> _What to do_
Each entry must be restated exactly as it appears.

Start of Block

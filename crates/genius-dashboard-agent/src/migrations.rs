//! Board store versions.
//!
//! Stored board stores carry the version they were written with. Loading
//! applies every step from that version up to [`CURRENT_VERSION`].

use crate::boards::{Board, BoardStore, Widget};
use serde::Deserialize;
use serde_json::Value;
use std::collections::BTreeMap;

/// Version written by this build.
pub const CURRENT_VERSION: u32 = 1;

/// Widget as stored before per-widget state and sizing flags.
#[derive(Debug, Clone, Deserialize)]
pub struct V0Widget {
    /// Grid column
    pub x: i64,
    /// Grid row
    pub y: i64,
    /// Width in grid cells
    pub width: u32,
    /// Height in grid cells
    pub height: u32,
    /// Name
    pub name: String,
    /// Whether the widget can be dragged
    pub locked: bool,
    /// Source name to topic path
    pub sources: BTreeMap<String, String>,
    /// Display options
    pub options: BTreeMap<String, Value>,
    /// Catalog display id
    pub display: String,
}

/// Board of version 0.
#[derive(Debug, Clone, Deserialize)]
pub struct V0Board {
    /// Board name
    pub name: String,
    /// Widgets, topmost first
    pub widgets: Vec<V0Widget>,
    /// Board settings
    #[serde(default)]
    pub settings: BTreeMap<String, Value>,
}

/// Board store of version 0.
#[derive(Debug, Clone, Deserialize)]
#[serde(rename_all = "camelCase")]
pub struct V0BoardStore {
    /// Boards by name
    pub boards: BTreeMap<String, V0Board>,
    /// Name of the shown board
    pub current_board: String,
}

/// Add empty state and enable both sizing flags on every widget.
#[must_use]
pub fn v0_to_v1(store: V0BoardStore) -> BoardStore {
    let boards = store
        .boards
        .into_iter()
        .map(|(key, board)| {
            let widgets = board
                .widgets
                .into_iter()
                .map(|w| Widget {
                    x: w.x,
                    y: w.y,
                    width: w.width,
                    height: w.height,
                    name: w.name,
                    display: w.display,
                    locked: w.locked,
                    sources: w.sources,
                    options: w.options,
                    state: BTreeMap::new(),
                    auto_size: true,
                    lock_size: true,
                })
                .collect();
            let board = Board {
                name: board.name,
                widgets,
                settings: board.settings,
            };
            (key, board)
        })
        .collect();

    BoardStore {
        boards,
        current_board: store.current_board,
    }
}

/// Bring a stored board store written at `from_version` up to date.
///
/// # Errors
///
/// Returns [`MigrationError::UnsupportedVersion`] for versions newer than
/// [`CURRENT_VERSION`] and [`MigrationError::Malformed`] when the payload
/// does not match its version.
pub fn migrate(raw: Value, from_version: u32) -> Result<BoardStore, MigrationError> {
    let store = match from_version {
        0 => {
            let v0: V0BoardStore = serde_json::from_value(raw).map_err(|e| MigrationError::Malformed {
                version: 0,
                reason: e.to_string(),
            })?;
            tracing::info!(boards = v0.boards.len(), "Migrating board store from version 0");
            v0_to_v1(v0)
        }
        CURRENT_VERSION => serde_json::from_value(raw).map_err(|e| MigrationError::Malformed {
            version: CURRENT_VERSION,
            reason: e.to_string(),
        })?,
        version => return Err(MigrationError::UnsupportedVersion(version)),
    };
    Ok(store)
}

/// Errors that can occur while migrating.
#[derive(Debug, Clone, PartialEq, Eq, thiserror::Error)]
pub enum MigrationError {
    /// Written by a newer build
    #[error("board store version {0} is newer than supported version {CURRENT_VERSION}")]
    UnsupportedVersion(u32),
    /// Payload does not match its version
    #[error("malformed version {version} board store: {reason}")]
    Malformed {
        /// Declared version
        version: u32,
        /// Decoder message
        reason: String,
    },
}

End of Block

> _Task response_
filename crates/genius-dashboard-agent/src/migrations.rs
//! Board store versions.
//!
//! Stored board stores carry the version they were written with. Loading
//! applies every step from that version up to [`CURRENT_VERSION`].

use crate::boards::{Board, BoardStore, Widget};
use serde::Deserialize;
use serde_json::Value;
use std::collections::BTreeMap;

/// Version written by this build.
pub const CURRENT_VERSION: u32 = 1;

/// Widget as stored before per-widget state and sizing flags.
#[derive(Debug, Clone, Deserialize)]
pub struct V0Widget {
    /// Grid column
    pub x: i64,
    /// Grid row
    pub y: i64,
    /// Width in grid cells
    pub width: u32,
    /// Height in grid cells
    pub height: u32,
    /// Name
    pub name: String,
    /// Whether the widget can be dragged
    pub locked: bool,
    /// Source name to topic path
    pub sources: BTreeMap<String, String>,
    /// Display options
    pub options: BTreeMap<String, Value>,
    /// Catalog display id
    pub display: String,
}

/// Board of version 0.
#[derive(Debug, Clone, Deserialize)]
pub struct V0Board {
    /// Board name
    pub name: String,
    /// Widgets, topmost first
    pub widgets: Vec<V0Widget>,
    /// Board settings
    #[serde(default)]
    pub settings: BTreeMap<String, Value>,
}

/// Board store of version 0.
#[derive(Debug, Clone, Deserialize)]
#[serde(rename_all = "camelCase")]
pub struct V0BoardStore {
    /// Boards by name
    pub boards: BTreeMap<String, V0Board>,
    /// Name of the shown board
    pub current_board: String,
}

/// Add empty state and enable both sizing flags on every widget.
#[must_use]
pub fn v0_to_v1(store: V0BoardStore) -> BoardStore {
    let boards = store
        .boards
        .into_iter()
        .map(|(key, board)| {
            let widgets = board
                .widgets
                .into_iter()
                .map(|w| Widget {
                    x: w.x,
                    y: w.y,
                    width: w.width,
                    height: w.height,
                    name: w.name,
                    display: w.display,
                    locked: w.locked,
                    sources: w.sources,
                    options: w.options,
                    state: BTreeMap::new(),
                    auto_size: true,
                    lock_size: true,
                })
                .collect();
            let board = Board {
                name: board.name,
                widgets,
                settings: board.settings,
            };
            (key, board)
        })
        .collect();

    BoardStore {
        boards,
        current_board: store.current_board,
    }
}

/// Bring a stored board store written at `from_version` up to date.
///
/// # Errors
///
/// Returns [`MigrationError::UnsupportedVersion`] for versions newer than
/// [`CURRENT_VERSION`] and [`MigrationError::Malformed`] when the payload
/// does not match its version.
pub fn migrate(raw: Value, from_version: u32) -> Result<BoardStore, MigrationError> {
    let store = match from_version {
        0 => {
            let v0: V0BoardStore = serde_json::from_value(raw).map_err(|e| MigrationError::Malformed {
                version: 0,
                reason: e.to_string(),
            })?;
            tracing::info!(boards = v0.boards.len(), "Migrating board store from version 0");
            v0_to_v1(v0)
        }
        CURRENT_VERSION => serde_json::from_value(raw).map_err(|e| MigrationError::Malformed {
            version: CURRENT_VERSION,
            reason: e.to_string(),
        })?,
        version => return Err(MigrationError::UnsupportedVersion(version)),
    };
    Ok(store)
}

/// Errors that can occur while migrating.
#[derive(Debug, Clone, PartialEq, Eq, thiserror::Error)]
pub enum MigrationError {
    /// Written by a newer build
    #[error("board store version {0} is newer than supported version {CURRENT_VERSION}")]
    UnsupportedVersion(u32),
    /// Payload does not match its version
    #[error("malformed version {version} board store: {reason}")]
    Malformed {
        /// Declared version
        version: u32,
        /// Decoder message
        reason: String,
    },
}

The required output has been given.